Der Beweis kann heute angetreten werden. Stimmen Sie unserem Antrag zu, am GFG keine Kürzungen vorzunehmen!

(Beifall bei der PDS)

Auch hinsichtlich der Gemeindefinanzreform schwächelt die Koalition ungemein. Wo bleibt der Entwurf eines Finanzausgleichsgesetzes? Bei der Einbringung des GFG 2002/2003 haben Sie, Herr Schönbohm, sich noch eine breite Diskussion über das FAG gewünscht, weil wir damit die Weichen für die weitere Entwicklung unseres Landes stellen. Das Gesetzesvorhaben sollte 2002 erörtert werden. Von einer breiten Diskussion und Erörterung war bisher jedoch nichts zu spüren. Im Gegenteil, ich habe den Eindruck, dass Sie diese Diskussion deckeln wollen. Der Entwurf muss endlich auf den Tisch und in die Beratung.
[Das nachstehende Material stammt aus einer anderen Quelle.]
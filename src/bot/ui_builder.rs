//! UI Builder module for creating keyboards

use teloxide::types::{InlineKeyboardButton, InlineKeyboardMarkup};

use super::callbacks::CallbackAction;
use super::HandlerContext;
use crate::store::Album;
use crate::validation::truncate_label;

const ALBUM_BUTTON_CHARS: usize = 30;

fn button(text: String, action: CallbackAction) -> InlineKeyboardButton {
    InlineKeyboardButton::callback(text, action.to_data())
}

/// "New album" / "My albums" shown after /start
pub fn create_main_menu_keyboard(hc: &HandlerContext<'_>) -> InlineKeyboardMarkup {
    InlineKeyboardMarkup::new(vec![vec![
        button(hc.t("menu-new-album"), CallbackAction::NewAlbum),
        button(hc.t("menu-my-albums"), CallbackAction::AlbumsPage(0)),
    ]])
}

/// Keyboard attached while photos are being collected
pub fn create_collecting_keyboard(hc: &HandlerContext<'_>) -> InlineKeyboardMarkup {
    InlineKeyboardMarkup::new(vec![vec![
        button(hc.t("button-done"), CallbackAction::Done),
        button(hc.t("button-cancel"), CallbackAction::Cancel),
    ]])
}

pub fn create_confirmation_keyboard(hc: &HandlerContext<'_>) -> InlineKeyboardMarkup {
    InlineKeyboardMarkup::new(vec![
        vec![
            button(hc.t("button-preview"), CallbackAction::Preview),
            button(hc.t("button-save"), CallbackAction::Save),
        ],
        vec![button(hc.t("button-cancel"), CallbackAction::Cancel)],
    ])
}

/// Total pages for `total` items, never less than one
pub fn total_pages(total: i64, page_size: usize) -> usize {
    (total.max(0) as usize).div_ceil(page_size.max(1)).max(1)
}

/// One button per album plus a navigation row when there are several pages
pub fn create_albums_pagination_keyboard(
    hc: &HandlerContext<'_>,
    albums: &[Album],
    current_page: usize,
    total_count: i64,
    page_size: usize,
) -> InlineKeyboardMarkup {
    let mut rows: Vec<Vec<InlineKeyboardButton>> = albums
        .iter()
        .map(|album| {
            let label = format!(
                "{} ({})",
                truncate_label(&album.title, ALBUM_BUTTON_CHARS),
                album.photo_count
            );
            vec![button(label, CallbackAction::ViewAlbum(album.id))]
        })
        .collect();

    let pages = total_pages(total_count, page_size);
    if pages > 1 {
        let mut nav = Vec::new();
        if current_page > 0 {
            nav.push(button(
                hc.t("button-previous"),
                CallbackAction::AlbumsPage(current_page - 1),
            ));
        }
        nav.push(button(
            format!("{}/{}", current_page + 1, pages),
            CallbackAction::Noop,
        ));
        if current_page + 1 < pages {
            nav.push(button(
                hc.t("button-next"),
                CallbackAction::AlbumsPage(current_page + 1),
            ));
        }
        rows.push(nav);
    }

    InlineKeyboardMarkup::new(rows)
}

/// Actions offered under a viewed album
pub fn create_album_actions_keyboard(hc: &HandlerContext<'_>, album_id: i64) -> InlineKeyboardMarkup {
    InlineKeyboardMarkup::new(vec![vec![
        button(hc.t("button-delete"), CallbackAction::DeleteAlbum(album_id)),
        button(hc.t("button-back"), CallbackAction::BackToAlbums),
    ]])
}

pub fn create_delete_confirmation_keyboard(
    hc: &HandlerContext<'_>,
    album_id: i64,
) -> InlineKeyboardMarkup {
    InlineKeyboardMarkup::new(vec![vec![
        button(hc.t("button-confirm-delete"), CallbackAction::ConfirmDelete(album_id)),
        button(hc.t("button-cancel"), CallbackAction::BackToAlbums),
    ]])
}
//! Ingress adapters.
//!
//! Both adapters push raw Telegram updates into one bounded queue that the
//! dispatcher worker drains in arrival order.

pub mod polling;
pub mod webhook;

use teloxide::types::{AllowedUpdate, Update};
use tokio::sync::mpsc;

pub type UpdateSender = mpsc::Sender<Update>;
pub type UpdateReceiver = mpsc::Receiver<Update>;

/// Update kinds requested from Telegram; everything else is never delivered
pub fn allowed_updates() -> Vec<AllowedUpdate> {
    vec![AllowedUpdate::Message, AllowedUpdate::CallbackQuery]
}

/// Create the queue between ingress and dispatcher
pub fn update_channel(capacity: usize) -> (UpdateSender, UpdateReceiver) {
    mpsc::channel(capacity.max(1))
}
//! # Photo Album Telegram Bot
//!
//! A Telegram bot that collects photos sent in a chat into named albums,
//! lets the user preview and save them, and resends saved albums as media
//! groups. Updates arrive through a webhook or long polling.

pub mod app;
pub mod bot;
pub mod config;
pub mod db;
pub mod deduplication;
pub mod errors;
pub mod events;
pub mod ingress;
pub mod localization;
pub mod observability;
pub mod observability_config;
pub mod outbound;
pub mod session;
pub mod store;
pub mod validation;

// Re-export types for easier access
pub use bot::{BotContext, BotSettings};
pub use errors::{AppError, AppResult};
pub use events::{EventKind, InboundEvent};
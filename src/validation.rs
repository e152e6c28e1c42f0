//! Validation module for user supplied input
//!
//! Album titles come from free text and photo captions, so they are checked
//! in one place before they reach the session or the store.

/// Longest accepted album title, in characters
pub const MAX_TITLE_CHARS: usize = 64;

/// Validates an album title
///
/// # Arguments
/// * `title` - The raw title typed by the user
///
/// # Returns
/// * `Ok(String)` - The trimmed title if valid
/// * `Err(&str)` - Error type: "empty" or "too_long"
///
/// # Examples
/// ```
/// use photo_album_bot::validation::validate_album_title;
///
/// assert_eq!(validate_album_title("  Summer  "), Ok("Summer".to_string()));
/// assert_eq!(validate_album_title("   "), Err("empty"));
/// assert_eq!(validate_album_title(&"a".repeat(65)), Err("too_long"));
/// ```
pub fn validate_album_title(title: &str) -> Result<String, &'static str> {
    // Newlines would break the one-line list buttons
    let collapsed = title.split_whitespace().collect::<Vec<_>>().join(" ");

    if collapsed.is_empty() {
        return Err("empty");
    }

    // Count characters, not bytes, so accented titles get the full budget
    if collapsed.chars().count() > MAX_TITLE_CHARS {
        return Err("too_long");
    }

    Ok(collapsed)
}

/// Shorten text for an inline button label
pub fn truncate_label(text: &str, max_chars: usize) -> String {
    if text.chars().count() <= max_chars {
        return text.to_string();
    }
    let kept: String = text.chars().take(max_chars.saturating_sub(1)).collect();
    format!("{kept}…")
}

#[cfg(test)]
mod tests {
    use super::*;

    #[test]
    fn test_title_counts_characters() {
        let accented = "é".repeat(MAX_TITLE_CHARS);
        assert_eq!(validate_album_title(&accented), Ok(accented.clone()));
        assert_eq!(validate_album_title(&format!("{accented}é")), Err("too_long"));
    }

    #[test]
    fn test_title_collapses_whitespace() {
        assert_eq!(
            validate_album_title("Road\ntrip   2024"),
            Ok("Road trip 2024".to_string())
        );
    }

    #[test]
    fn test_length_is_checked_after_collapsing() {
        let padded = format!("a{}b", " ".repeat(70));
        assert_eq!(validate_album_title(&padded), Ok("a b".to_string()));

        let words = vec!["word"; 13].join("\n\n"); // 64 chars once collapsed
        assert_eq!(validate_album_title(&words).map(|t| t.chars().count()), Ok(64));
    }

    #[test]
    fn test_truncate_label() {
        assert_eq!(truncate_label("short", 10), "short");
        assert_eq!(truncate_label("a very long album title", 10), "a very lo…");
    }
}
Sehr geehrter Herr Innenminister, es ist ja kein Geheimnis, dass die Zahl der politischen Gemeinsamkeiten zwischen Ihnen und der PDS nicht sehr groß ist.

(Petke [CDU]: Das ist auch gut so!)

In einem stimmen wir Ihnen aber zu: Hände weg von den Kommunen! - Danke sehr.

(Beifall bei der PDS)

Das Wort geht an die SPD-Fraktion. Für sie spricht der Abgeordnete Schippel.

Herr Präsident! Meine Damen und Herren! Herr Domres, die Zeiten, in denen die Opposition mit politischen Ritualen den Anschein, es würden Probleme gelöst, erwecken konnte, sind vorbei.